I consumatori nel Regno Unito erano ottimisti all'inizio del 2024, ma ora si sono scontrati con un muro: i tassi di inflazione sono ancora molto elevati. Gli ultimi risultati della società di ricerca GfK mostrano che la fiducia dei consumatori è in calo. Chiaramente, i britannici non se la passano bene.
I numeri raccontano la storia
L'indice di fiducia dei consumatori GfK, che misura il parere delle persone sulle proprie finanze e sull'economia, è sceso da un lieve -19 a gennaio a un deludente -21. Il calo pone fine a una breve serie di tre mesi di aumenti costanti, il che suggerisce che il breve senso di sicurezza finanziaria potrebbe essere stato proprio questo: passeggero.

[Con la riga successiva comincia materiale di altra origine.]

//! The three roles of the system.
//!
//! - **Producer**: parses the model, publishes it once, fans out scenarios.
//! - **Worker**: caches the model once, evaluates scenarios forever.
//! - **Aggregator**: reduces results into running statistics.
//!
//! Roles hold nothing in common but a `Broker` handle; all coordination is
//! message passing.

pub mod aggregator;
pub mod producer;
pub mod worker;

pub use aggregator::{Aggregator, AggregatorHandle};
pub use producer::{run_producer, ModelSource, ProducerStats};
pub use worker::{Worker, WorkerState, WorkerStats};

#[cfg(test)]
mod tests {
    use super::*;
    use crate::broker::Broker;
    use crate::models::config::Config;
    use crate::models::message::{ModelEnvelope, Scenario, ResultMsg};
    use crate::models::spec::{Distribution, ModelSpec, Variable};
    use std::collections::BTreeMap;
    use std::time::Duration;
    use tokio::sync::watch;

    fn broker() -> Broker {
        Broker::connect(&Config::default().broker).unwrap()
    }

    fn scenario_bytes(id: u64, pairs: &[(&str, f64)]) -> Vec<u8> {
        let values: BTreeMap<String, f64> =
            pairs.iter().map(|(k, v)| (k.to_string(), *v)).collect();
        Scenario { id, values }.to_bytes().unwrap()
    }

    #[tokio::test]
    async fn constant_model_yields_exact_results() {
        let config = Config::default();
        let broker = broker();

        let (aggregator, _handle) = Aggregator::new(broker.clone());
        let agg_task = tokio::spawn(aggregator.run());

        let (shutdown_tx, shutdown_rx) = watch::channel(false);
        let mut workers = Vec::new();
        for i in 1..=2 {
            let (worker, _state) = Worker::new(
                broker.clone(),
                &config,
                format!("worker-{i}"),
                shutdown_rx.clone(),
            );
            workers.push(tokio::spawn(worker.run()));
        }

        let text = "FUNCTION: x + y\nVARIABLES:\n\
                    x: uniform(min=0, max=0)\ny: uniform(min=5, max=5)\n";
        let stats = run_producer(&broker, &config, &ModelSource::Text(text.to_string()), 10)
            .await
            .unwrap();
        assert_eq!(stats.published, 10);

        for task in workers {
            task.await.unwrap().unwrap();
        }
        broker.results().close();

        let final_stats = agg_task.await.unwrap().unwrap();
        assert_eq!(final_stats.count(), 10);
        assert_eq!(final_stats.mean(), 5.0);
        assert_eq!(final_stats.min(), Some(5.0));
        assert_eq!(final_stats.max(), Some(5.0));
        assert_eq!(final_stats.per_worker().values().sum::<u64>(), 10);

        drop(shutdown_tx);
    }

    #[tokio::test]
    async fn producer_publishes_distinct_monotone_ids() {
        let config = Config::default();
        let broker = broker();

        let text = "FUNCTION: x\nVARIABLES:\nx: normal(media=0, desviacion=1)\n";
        let stats = run_producer(&broker, &config, &ModelSource::Text(text.to_string()), 50)
            .await
            .unwrap();
        assert_eq!(stats.published, 50);

        let mut ids = Vec::new();
        while let Ok(delivery) = broker.scenarios().consume().await {
            ids.push(Scenario::from_bytes(delivery.payload()).unwrap().id);
            delivery.ack();
        }
        assert_eq!(ids, (1..=50).collect::<Vec<_>>());
    }

    #[tokio::test]
    async fn zero_scenarios_is_a_valid_run() {
        let config = Config::default();
        let broker = broker();

        let text = "FUNCTION: x\nVARIABLES:\nx: uniform(min=0, max=1)\n";
        let stats = run_producer(&broker, &config, &ModelSource::Text(text.to_string()), 0)
            .await
            .unwrap();
        assert_eq!(stats.published, 0);
        assert!(broker.scenarios().is_empty());
    }

    #[tokio::test]
    async fn seeded_runs_generate_identical_scenarios() {
        let mut config = Config::default();
        config.simulation.seed = Some(99);
        let text = "FUNCTION: x\nVARIABLES:\nx: normal(media=0, desviacion=1)\n";

        let mut runs = Vec::new();
        for _ in 0..2 {
            let broker = broker();
            run_producer(&broker, &config, &ModelSource::Text(text.to_string()), 5)
                .await
                .unwrap();
            let mut scenarios = Vec::new();
            while let Ok(delivery) = broker.scenarios().consume().await {
                scenarios.push(Scenario::from_bytes(delivery.payload()).unwrap());
                delivery.ack();
            }
            runs.push(scenarios);
        }
        assert_eq!(runs[0], runs[1]);
    }

    #[tokio::test]
    async fn worker_without_model_never_leaves_awaiting() {
        let config = Config::default();
        let broker = broker();
        let (_shutdown_tx, shutdown_rx) = watch::channel(false);

        let (worker, state_rx) = Worker::new(broker.clone(), &config, "w-1", shutdown_rx);
        let task = tokio::spawn(worker.run());

        // A scenario is waiting, but no model ever arrives.
        broker.scenarios().publish(scenario_bytes(1, &[("x", 1.0)])).unwrap();
        tokio::time::sleep(Duration::from_millis(50)).await;

        assert_eq!(*state_rx.borrow(), WorkerState::AwaitingModel);
        assert!(broker.results().is_empty());
        assert_eq!(broker.scenarios().len(), 1);

        task.abort();
    }

    #[tokio::test]
    async fn evaluation_failure_drops_scenario_and_continues() {
        let config = Config::default();
        let broker = broker();

        let spec = ModelSpec::new(
            "sqrt(x)",
            vec![Variable::new("x", Distribution::uniform(0.0, 1.0).unwrap())],
        )
        .unwrap();
        let envelope = ModelEnvelope::from_spec(&spec, Duration::from_secs(60));
        broker
            .model()
            .publish(envelope.to_bytes().unwrap(), envelope.ttl())
            .unwrap();

        // sqrt(-1) fails; sqrt(4) succeeds.
        broker.scenarios().publish(scenario_bytes(1, &[("x", -1.0)])).unwrap();
        broker.scenarios().publish(scenario_bytes(2, &[("x", 4.0)])).unwrap();
        broker.scenarios().close();

        let (_shutdown_tx, shutdown_rx) = watch::channel(false);
        let (worker, state_rx) = Worker::new(broker.clone(), &config, "w-1", shutdown_rx);
        let stats = worker.run().await.unwrap();

        assert_eq!(stats.processed, 1);
        assert_eq!(stats.failed, 1);
        assert_eq!(*state_rx.borrow(), WorkerState::Draining);

        let delivery = broker.results().consume().await.unwrap();
        let result = ResultMsg::from_bytes(delivery.payload()).unwrap();
        delivery.ack();
        assert_eq!(result.scenario_id, 2);
        assert_eq!(result.value, 2.0);
        assert!(broker.results().is_empty());
    }

    #[tokio::test]
    async fn shutdown_signal_drains_worker() {
        let config = Config::default();
        let broker = broker();

        let spec = ModelSpec::new(
            "x",
            vec![Variable::new("x", Distribution::uniform(0.0, 1.0).unwrap())],
        )
        .unwrap();
        let envelope = ModelEnvelope::from_spec(&spec, Duration::from_secs(60));
        broker
            .model()
            .publish(envelope.to_bytes().unwrap(), envelope.ttl())
            .unwrap();

        let (shutdown_tx, shutdown_rx) = watch::channel(false);
        let (worker, state_rx) = Worker::new(broker.clone(), &config, "w-1", shutdown_rx);
        let task = tokio::spawn(worker.run());

        // Wait until the worker has cached the model.
        let mut state_rx_wait = state_rx.clone();
        while *state_rx_wait.borrow() != WorkerState::Ready {
            state_rx_wait.changed().await.unwrap();
        }

        shutdown_tx.send(true).unwrap();
        let stats = task.await.unwrap().unwrap();
        assert_eq!(stats.processed, 0);
        assert_eq!(*state_rx.borrow(), WorkerState::Draining);
    }

    #[tokio::test]
    async fn cached_model_survives_republish() {
        let config = Config::default();
        let broker = broker();

        let publish_model = |expr: &str| {
            let spec = ModelSpec::new(
                expr,
                vec![Variable::new("x", Distribution::uniform(0.0, 1.0).unwrap())],
            )
            .unwrap();
            let envelope = ModelEnvelope::from_spec(&spec, Duration::from_secs(60));
            broker
                .model()
                .publish(envelope.to_bytes().unwrap(), envelope.ttl())
                .unwrap();
        };

        publish_model("x + 100");

        let (_shutdown_tx, shutdown_rx) = watch::channel(false);
        let (worker, state_rx) = Worker::new(broker.clone(), &config, "w-1", shutdown_rx);
        let task = tokio::spawn(worker.run());

        let mut state_rx_wait = state_rx.clone();
        while *state_rx_wait.borrow() != WorkerState::Ready {
            state_rx_wait.changed().await.unwrap();
        }

        // Republish a different model, then send work. The worker must keep
        // evaluating with the copy it already cached.
        publish_model("x + 999");
        broker.scenarios().publish(scenario_bytes(1, &[("x", 1.0)])).unwrap();
        broker.scenarios().close();

        task.await.unwrap().unwrap();
        let delivery = broker.results().consume().await.unwrap();
        let result = ResultMsg::from_bytes(delivery.payload()).unwrap();
        delivery.ack();
        assert_eq!(result.value, 101.0);
    }
}
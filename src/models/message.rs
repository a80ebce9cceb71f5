//! Wire payloads exchanged over the channels.
//!
//! All three channels carry JSON bytes; encode/decode lives at the role
//! boundary so malformed payloads surface as `SimError::Serialization` on
//! the consuming side, never inside the transport.

use crate::models::error::{Result, SimError};
use crate::models::spec::{Distribution, ModelSpec, Variable};
use serde::{Deserialize, Serialize};
use std::collections::BTreeMap;
use std::time::Duration;

/// One variable in envelope form.
#[derive(Debug, Clone, PartialEq, Serialize, Deserialize)]
pub struct WireVariable {
    pub name: String,
    pub kind: String,
    pub params: BTreeMap<String, f64>,
}

/// The serialized model plus its time-to-live.
///
/// Exactly one envelope is logically "current" at a time; replacing it does
/// not affect workers that already cached a copy.
#[derive(Debug, Clone, PartialEq, Serialize, Deserialize)]
pub struct ModelEnvelope {
    pub expression: String,
    pub variables: Vec<WireVariable>,
    pub ttl_seconds: u64,
}

impl ModelEnvelope {
    pub fn from_spec(spec: &ModelSpec, ttl: Duration) -> Self {
        Self {
            expression: spec.expression().to_string(),
            variables: spec
                .variables()
                .iter()
                .map(|v| WireVariable {
                    name: v.name.clone(),
                    kind: v.distribution.kind().to_string(),
                    params: v.distribution.params(),
                })
                .collect(),
            ttl_seconds: ttl.as_secs(),
        }
    }

    /// Reconstruct the model, re-validating every distribution.
    pub fn into_spec(self) -> Result<ModelSpec> {
        let mut variables = Vec::with_capacity(self.variables.len());
        for wire in self.variables {
            let distribution = Distribution::from_kind(&wire.kind, &wire.params, &wire.name)?;
            variables.push(Variable::new(wire.name, distribution));
        }
        ModelSpec::new(self.expression, variables)
    }

    pub fn ttl(&self) -> Duration {
        Duration::from_secs(self.ttl_seconds)
    }

    pub fn to_bytes(&self) -> Result<Vec<u8>> {
        serde_json::to_vec(self).map_err(|e| SimError::decode("model envelope", e))
    }

    pub fn from_bytes(bytes: &[u8]) -> Result<Self> {
        serde_json::from_slice(bytes).map_err(|e| SimError::decode("model envelope", e))
    }
}

/// One independent unit of work: a full set of sampled variable values.
#[derive(Debug, Clone, PartialEq, Serialize, Deserialize)]
pub struct Scenario {
    /// Unique, monotonically increasing within a producer run
    pub id: u64,

    /// Sampled value per variable name
    pub values: BTreeMap<String, f64>,
}

impl Scenario {
    pub fn to_bytes(&self) -> Result<Vec<u8>> {
        serde_json::to_vec(self).map_err(|e| SimError::decode("scenario", e))
    }

    pub fn from_bytes(bytes: &[u8]) -> Result<Self> {
        serde_json::from_slice(bytes).map_err(|e| SimError::decode("scenario", e))
    }
}

/// The outcome of evaluating one scenario on one worker.
#[derive(Debug, Clone, PartialEq, Serialize, Deserialize)]
pub struct ResultMsg {
    pub scenario_id: u64,
    pub worker_id: String,
    pub value: f64,
}

impl ResultMsg {
    pub fn to_bytes(&self) -> Result<Vec<u8>> {
        serde_json::to_vec(self).map_err(|e| SimError::decode("result", e))
    }

    pub fn from_bytes(bytes: &[u8]) -> Result<Self> {
        serde_json::from_slice(bytes).map_err(|e| SimError::decode("result", e))
    }
}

Ci sono alcune ragioni importanti per cui si è verificato questo calo. In primo luogo, le stime delle persone sulla propria situazione cash nell'ultimo anno sono diminuite di due punti percentuali. Allo stesso modo, la loro opinione sull'economia nel suo complesso è peggiorata nella stessa misura. Gli analisti ritengono che il tasso di inflazione persistentemente elevato del 4% a gennaio sia la causa principale di questa crescente pessimismo.

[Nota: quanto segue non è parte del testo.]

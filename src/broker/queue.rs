//! Strict work queue: each message is delivered to exactly one consumer,
//! which must settle the delivery with `ack` or `reject`.
//!
//! A rejected delivery with `requeue = true` goes back to the head of the
//! queue for redelivery (possibly to another consumer); with `requeue =
//! false` it is dropped permanently. A delivery dropped without settling is
//! simply gone — redelivery across consumer crashes is out of scope.

use crate::models::error::{ChannelError, Result};
use std::collections::VecDeque;
use std::sync::atomic::{AtomicBool, Ordering};
use std::sync::{Arc, Mutex};
use tokio::sync::Notify;

struct QueueInner {
    queue: Mutex<VecDeque<Vec<u8>>>,
    notify: Notify,
    closed: AtomicBool,
}

/// A work queue carrying serialized payloads.
#[derive(Clone)]
pub struct WorkQueue {
    inner: Arc<QueueInner>,
}

impl WorkQueue {
    pub fn new() -> Self {
        Self {
            inner: Arc::new(QueueInner {
                queue: Mutex::new(VecDeque::new()),
                notify: Notify::new(),
                closed: AtomicBool::new(false),
            }),
        }
    }

    /// Publish is fire-and-forget: it enqueues and returns without waiting
    /// for any consumer.
    pub fn publish(&self, payload: Vec<u8>) -> Result<()> {
        if self.inner.closed.load(Ordering::Acquire) {
            return Err(ChannelError::Closed.into());
        }
        self.inner.queue.lock().unwrap().push_back(payload);
        self.inner.notify.notify_one();
        Ok(())
    }

    /// Block until a message is available or the channel is closed and fully
    /// drained.
    pub async fn consume(&self) -> Result<Delivery> {
        loop {
            // Register for notification before checking, so a publish racing
            // with this check cannot be missed.
            let notified = self.inner.notify.notified();
            {
                let mut queue = self.inner.queue.lock().unwrap();
                if let Some(payload) = queue.pop_front() {
                    return Ok(Delivery {
                        payload,
                        inner: Arc::clone(&self.inner),
                    });
                }
                if self.inner.closed.load(Ordering::Acquire) {
                    return Err(ChannelError::Closed.into());
                }
            }
            notified.await;
        }
    }

    /// Close the queue. Consumers drain the backlog, then observe closed.
    pub fn close(&self) {
        self.inner.closed.store(true, Ordering::Release);
        self.inner.notify.notify_waiters();
    }

    pub fn len(&self) -> usize {
        self.inner.queue.lock().unwrap().len()
    }

    pub fn is_empty(&self) -> bool {
        self.len() == 0
    }
}

impl Default for WorkQueue {
    fn default() -> Self {
        Self::new()
    }
}

/// One consumed message awaiting settlement.
pub struct Delivery {
    payload: Vec<u8>,
    inner: Arc<QueueInner>,
}

impl std::fmt::Debug for Delivery {
    fn fmt(&self, f: &mut std::fmt::Formatter<'_>) -> std::fmt::Result {
        f.debug_struct("Delivery")
            .field("payload", &self.payload)
            .finish_non_exhaustive()
    }
}

impl Delivery {
    pub fn payload(&self) -> &[u8] {
        &self.payload
    }

    /// Confirm successful processing. The message is gone.
    pub fn ack(self) {}

    /// Give up on this message. With `requeue` it returns to the head of the
    /// queue for another consumer; without, it is dropped permanently.
    pub fn reject(self, requeue: bool) {
        if requeue {
            self.inner.queue.lock().unwrap().push_front(self.payload);
            self.inner.notify.notify_one();
        }
    }
}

Anche l'opinione pubblica sull'economia nei prossimi dodici mesi è peggiorata, scendendo di tre punti a -24. Il mercato si aspetta che la Banca d'Inghilterra adotti una posizione più dura in risposta al fatto che l'inflazione è rimasta invariata a gennaio.

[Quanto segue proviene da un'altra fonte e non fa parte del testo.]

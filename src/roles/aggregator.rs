//! Aggregator role: reduce the result stream into running statistics.
//!
//! Two concurrent contexts share the statistics: the consume loop (the only
//! writer) and any number of snapshot readers. Snapshots travel through a
//! `tokio::sync::watch` channel, so the writer publishes copies and is never
//! blocked by a reader.

use crate::broker::Broker;
use crate::models::error::{ChannelError, Result, SimError};
use crate::models::message::ResultMsg;
use crate::models::stats::{RunningStats, StatsSnapshot};
use tokio::sync::watch;
use tracing::{debug, warn};

/// Read-only access to the aggregator's statistics, safe to use from any
/// task while the consume loop runs.
#[derive(Clone)]
pub struct AggregatorHandle {
    rx: watch::Receiver<StatsSnapshot>,
}

impl AggregatorHandle {
    /// A consistent copy of the statistics at this instant.
    pub fn snapshot(&self) -> StatsSnapshot {
        self.rx.borrow().clone()
    }
}

/// The result-stream consumer.
pub struct Aggregator {
    broker: Broker,
    stats: RunningStats,
    stats_tx: watch::Sender<StatsSnapshot>,
}

impl Aggregator {
    pub fn new(broker: Broker) -> (Self, AggregatorHandle) {
        let (stats_tx, rx) = watch::channel(StatsSnapshot::default());
        (
            Self {
                broker,
                stats: RunningStats::new(),
                stats_tx,
            },
            AggregatorHandle { rx },
        )
    }

    /// Consume results until the result channel is closed and drained.
    ///
    /// Data errors never terminate the loop: a malformed payload is rejected
    /// without requeue, logged, and the loop moves on.
    pub async fn run(mut self) -> Result<RunningStats> {
        loop {
            let delivery = match self.broker.results().consume().await {
                Ok(delivery) => delivery,
                Err(SimError::Channel(ChannelError::Closed)) => break,
                Err(e) => return Err(e),
            };

            match ResultMsg::from_bytes(delivery.payload()) {
                Ok(msg) => {
                    self.stats.record(&msg.worker_id, msg.value);
                    self.stats_tx.send_replace(self.stats.snapshot());
                    delivery.ack();
                }
                Err(e) => {
                    warn!(error = %e, "rejecting malformed result payload");
                    delivery.reject(false);
                }
            }
        }

        debug!(count = self.stats.count(), "result channel closed; aggregator finished");
        Ok(self.stats)
    }
}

Joe Staton di GfK cerca di trovare un riscontro positivo affermando che, nonostante l'indice di fiducia generale abbia smesso di crescere, le persone nel Regno Unito sono ancora ottimiste riguardo alle proprie finanze personali nei prossimi 12 mesi. Staton sottolinea l'importanza di questo dato affermando che una famiglia sicura delle proprie finanze è più propensa a spendere, anche quando il costo della vita è elevato.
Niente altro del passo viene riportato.